Contents of this page:
Synthesis of malonyl-CoA via Acetyl-CoA Carboxylase
Fatty Acid Synthase
Fatty acid elongation and desaturation

The input to fatty acid synthesis is acetyl-CoA, which is carboxylated to malonyl-CoA. The ATP-dependent carboxylation provides energy input. The CO2 is lost later during condensation with the growing fatty acid. The spontaneous decarboxylation drives the condensation.

 

Acetyl-CoA Carboxylase catalyzes the 2-step reaction by which acetyl-CoA is carboxylated to form malonyl-CoA. As with other carboxylation reactions (e.g., Pyruvate Carboxylase), the enzyme prosthetic group is biotin. ATP-dependent carboxylation of the biotin, carried out at one active site (1), is followed by transfer of the carboxyl group to acetyl-CoA at a second active site (2). The overall reaction, which is is spontaneous, may be summarized as: HCO3- + ATP + acetyl-CoAàADP + Pi + malonyl-CoA

 

Biotin is linked to the enzyme by an amide bond between the terminal carboxyl of the biotin side chain and the e-amino group of a lysine residue. The combined biotin and lysine side chains act as a long flexible arm that allows the biotin ring to translocate between the 2 active sites.

 

Regulation of Acetyl-CoA Carboxylase: Acetyl-CoA Carboxylase, which converts acetyl-CoA to malonyl-CoA, is the committed step of the fatty acid synthesis pathway. The mammalian enzymeis regulated by phosphorylation, and there is allosteric control via local metabolites. Conformational changes associated with regulation:
  • When in the active conformation, Acetyl-CoA Carboxylase self-associates to form multimeric filamentous complexes. See electron micrograph p. 932 of Biochemistry, 3rd Edition, by Voet & Voet.
  • Transition to the inactive conformation is associated with dissociation to yield the monomeric form of the enzyme (protomer).

 

AMP functions as an energy sensor and regulator of metabolism.

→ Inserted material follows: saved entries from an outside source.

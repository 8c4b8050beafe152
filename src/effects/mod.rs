//! Effect processors.
//!
//! An [`AudioProcessor`] turns one block into another block of the same shape and may keep state
//! between calls. The pipeline runs a single processor at a time and never calls it concurrently.
//!
//! [`PedalProcessor`] is the processor behind a [`Pedal`]: it reads the pedal's knobs and
//! footswitches once per block and dispatches to the DSP of the selected variant.

pub mod delay;
pub mod filters;
pub mod saturate;
pub mod volume;

use std::sync::{Arc, Mutex, PoisonError};

use crate::audio_engine::errors::ParameterError;
use crate::audio_engine::sample_format::SampleFormat;
use crate::messages::AudioBlock;
use crate::pedal::{Knob, KnobMode, KnobSettings, Pedal, VariantKind};

use delay::{Delay, DelaySettings};
use saturate::{SaturateSettings, SmoothSaturate};
use volume::VolumeSettings;

pub const OUTPUT_KNOB: &str = "Output";
pub const ON_OFF_FOOTSWITCH: &str = "On/Off";

/// Logarithmic output level knob from -50 dB up to `maximum_db`.
pub fn output_knob(maximum_db: f64, value_db: f64) -> Result<Knob, ParameterError> {
    Knob::with_settings(
        OUTPUT_KNOB,
        KnobSettings {
            minimum_value: -50.0,
            maximum_value: maximum_db,
            default_value: 0.0,
            precision: 1.0,
            mode: KnobMode::Logarithmic,
            display_enabled: true,
            value: value_db,
            ..KnobSettings::default()
        },
    )
}

pub trait AudioProcessor: Send {
    fn name(&self) -> &str;

    /// Transforms one block. The result has the same channel and frame count.
    fn process_audio(&mut self, block: AudioBlock) -> AudioBlock;

    fn set_sample_rate(&mut self, _sample_rate: u32) {}

    fn set_block_size(&mut self, _block_size: usize) {}

    fn set_sample_format(&mut self, _sample_format: SampleFormat) {}
}

/// Returns every block unchanged.
#[derive(Debug, Default)]
pub struct PassThrough;

impl AudioProcessor for PassThrough {
    fn name(&self) -> &str {
        "Pass Through"
    }

    fn process_audio(&mut self, block: AudioBlock) -> AudioBlock {
        block
    }
}

/// Knob and footswitch values for one block, tagged by variant.
#[derive(Debug, Clone, Copy, PartialEq)]
enum VariantSettings {
    Bypass,
    Delay(DelaySettings),
    SaturateDefault(SaturateSettings),
    SaturateSmooth(SaturateSettings),
    Volume(VolumeSettings),
}

impl VariantSettings {
    fn from_pedal(pedal: &Pedal) -> Result<Self, ParameterError> {
        let Some(variant) = pedal.variant() else {
            return Ok(Self::Bypass);
        };
        Ok(match variant.kind {
            VariantKind::Bypass => Self::Bypass,
            VariantKind::Delay => Self::Delay(DelaySettings::from_pedal(pedal)?),
            VariantKind::SaturateDefault => Self::SaturateDefault(SaturateSettings::from_pedal(pedal)?),
            VariantKind::SaturateSmooth => Self::SaturateSmooth(SaturateSettings::from_pedal(pedal)?),
            VariantKind::Volume => Self::Volume(VolumeSettings::from_pedal(pedal)?),
        })
    }
}

/// Runs the selected variant of a shared pedal.
///
/// The pedal stays editable from other threads; it is locked only long enough to copy the values
/// the current block needs.
pub struct PedalProcessor {
    name: String,
    pedal: Arc<Mutex<Pedal>>,
    delay: Delay,
    smooth: SmoothSaturate,
    last_error: Option<ParameterError>,
}

impl PedalProcessor {
    pub fn new(pedal: Arc<Mutex<Pedal>>, sample_rate: u32) -> Self {
        let name = pedal
            .lock()
            .unwrap_or_else(PoisonError::into_inner)
            .name()
            .to_string();
        Self {
            name,
            pedal,
            delay: Delay::new(sample_rate),
            smooth: SmoothSaturate::new(sample_rate),
            last_error: None,
        }
    }

    pub fn pedal(&self) -> Arc<Mutex<Pedal>> {
        Arc::clone(&self.pedal)
    }

    fn settings(&mut self) -> Option<VariantSettings> {
        let result = {
            let pedal = self.pedal.lock().unwrap_or_else(PoisonError::into_inner);
            VariantSettings::from_pedal(&pedal)
        };
        match result {
            Ok(settings) => {
                self.last_error = None;
                Some(settings)
            }
            Err(err) => {
                if self.last_error.as_ref() != Some(&err) {
                    log::warn!("{} pedal bypassed: {err}", self.name);
                    self.last_error = Some(err);
                }
                None
            }
        }
    }
}

impl AudioProcessor for PedalProcessor {
    fn name(&self) -> &str {
        &self.name
    }

    fn process_audio(&mut self, mut block: AudioBlock) -> AudioBlock {
        match self.settings() {
            None | Some(VariantSettings::Bypass) => {}
            Some(VariantSettings::Delay(settings)) => self.delay.process(&mut block, &settings),
            Some(VariantSettings::SaturateDefault(settings)) => {
                saturate::saturate_default(&mut block, &settings)
            }
            Some(VariantSettings::SaturateSmooth(settings)) => {
                self.smooth.process(&mut block, &settings)
            }
            Some(VariantSettings::Volume(settings)) => volume::volume(&mut block, &settings),
        }
        block
    }

    fn set_sample_rate(&mut self, sample_rate: u32) {
        self.delay.set_sample_rate(sample_rate);
        self.smooth.set_sample_rate(sample_rate);
    }
}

When ATP production does not keep up with needs, a higher portion of a cell's adenine nucleotide pool is in the form of AMP. AMP promotes catabolic pathways that lead to synthesis of ATP, while inhibiting energy-utilizing synthetic pathways. For example, AMP regulates fatty acid synthesis and catabolism by controlling availability of malonyl-CoA. AMP-Activated Kinase catalyzes phosphorylation of Acetyl-CoA Carboxylase causing inhibition of the ATP-utilizing production of malonyl-CoA. Fatty acid synthesis is diminished by lack of the substrate malonyl-CoA. Fatty acid oxidation is stimulated due to decreased inhibition by malonyl-CoA of transfer of fatty acids into mitochondria (see section fatty acid oxidation).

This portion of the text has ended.